== Task instructions ==
Your answer should be the lines of the data below that contain "multitasking".

:: Working data

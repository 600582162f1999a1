// Copyright 2022 The Firefly Authors.
//
// Use of this source code is governed by a BSD 3-clause
// license that can be found in the LICENSE file.

//! Implements the core of the Ember kernel.
//!
//! The interesting machinery lives in the crates under `src`; this crate
//! is the glue that wires them together. [`init`] brings the kernel up
//! in dependency order, the [`syscall`] module dispatches traps from
//! user processes, [`spawn`] starts new processes from executables on
//! the filesystem, and [`traps`] terminates processes that fault.

#![no_std]
#![cfg_attr(test, no_main)]
#![feature(custom_test_frameworks)]
#![feature(alloc_error_handler)]
#![test_runner(crate::test_runner)]
#![reexport_test_harness_main = "test_main"]

extern crate alloc;

use core::panic::PanicInfo;
use interrupts::Irq;
use x86_64::instructions::port::Port;
use x86_64::structures::idt::InterruptStackFrame;

pub mod allocator;
pub mod spawn;
pub mod syscall;
pub mod traps;

/// The IRQ line for the programmable interval timer.
///
const TIMER_IRQ: Irq = Irq::new_unsafe(0);

/// init sets up the core functions of the kernel, in
/// dependency order: segmentation, interrupts, the heap,
/// the timer, the console, the scheduler, the keyboard,
/// and the syscall and fault dispatchers. Interrupts are
/// enabled on return.
///
pub fn init() {
    segmentation::init();
    interrupts::init();
    allocator::init();
    time::init();
    vga::init();

    multitasking::init().expect("failed to initialise the scheduler");

    keyboard::init();
    traps::init();
    interrupts::register_irq(TIMER_IRQ, timer_interrupt_handler);

    x86_64::instructions::interrupts::enable();
}

/// The timer interrupt handler: the heartbeat of
/// preemption.
///
/// Each tick advances the global ticker and charges the
/// current thread. Once the controller has been
/// acknowledged, the scheduler is given the chance to
/// preempt, which happens when the thread has exhausted
/// its quantum and preemption is enabled.
///
fn timer_interrupt_handler(_frame: InterruptStackFrame, irq: Irq) {
    time::tick();
    multitasking::timer_tick();

    irq.acknowledge();

    multitasking::preempt();
}

#[alloc_error_handler]
fn alloc_error_handler(layout: alloc::alloc::Layout) -> ! {
    panic!("allocation error: {:?}", layout)
}

/// halt_loop halts the CPU using a loop of the hlt
/// instruction.
///
pub fn halt_loop() -> ! {
    loop {
        x86_64::instructions::hlt();
    }
}

/// Testable represents a test function.
///
pub trait Testable {
    fn run(&self);
}

/// Wrap tests with debug statements.
///
impl<T> Testable for T
where
    T: Fn(),
{
    fn run(&self) {
        serial::print!("{}...\t", core::any::type_name::<T>());
        self();
        serial::println!("[ok]");
    }
}

/// Entry point for the set of in-kernel tests.
///
pub fn test_runner(tests: &[&dyn Testable]) {
    serial::println!("Running {} tests", tests.len());
    for test in tests {
        test.run();
    }

    exit_qemu(QemuExitCode::Success);
}

/// Panic handler for in-kernel tests.
///
pub fn test_panic_handler(info: &PanicInfo) -> ! {
    serial::println!("[failed]\n");
    serial::println!("Error: {}\n", info);
    exit_qemu(QemuExitCode::Failed);
    halt_loop();
}

/// QemuExitCode represents the two valid values for
/// exiting QEMU.
///
#[derive(Debug, Clone, Copy, PartialEq, Eq)]
#[repr(u32)]
pub enum QemuExitCode {
    Success = 0x10,
    Failed = 0x11,
}

/// exit_qemu uses the 0xf4 I/O port to instruct QEMU to
/// exit with the given exit code.
///
pub fn exit_qemu(exit_code: QemuExitCode) {
    unsafe {
        let mut port = Port::new(0xf4);
        port.write(exit_code as u32);
    }
}

#[cfg(test)]
use bootloader::{entry_point, BootInfo};

#[cfg(test)]
entry_point!(test_kernel_main);

/// test_kernel_main is the entry point when the kernel's
/// own tests run in the emulator.
///
#[cfg(test)]
fn test_kernel_main(_boot_info: &'static BootInfo) -> ! {
    init();
    test_main();
    halt_loop();
}

#[cfg(test)]
#[panic_handler]
fn panic(info: &PanicInfo) -> ! {
    test_panic_handler(info)
}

::::

== Answer space ==
    multitasking::init().expect("failed to initialise the scheduler");
    multitasking::timer_tick();
    multitasking::preempt();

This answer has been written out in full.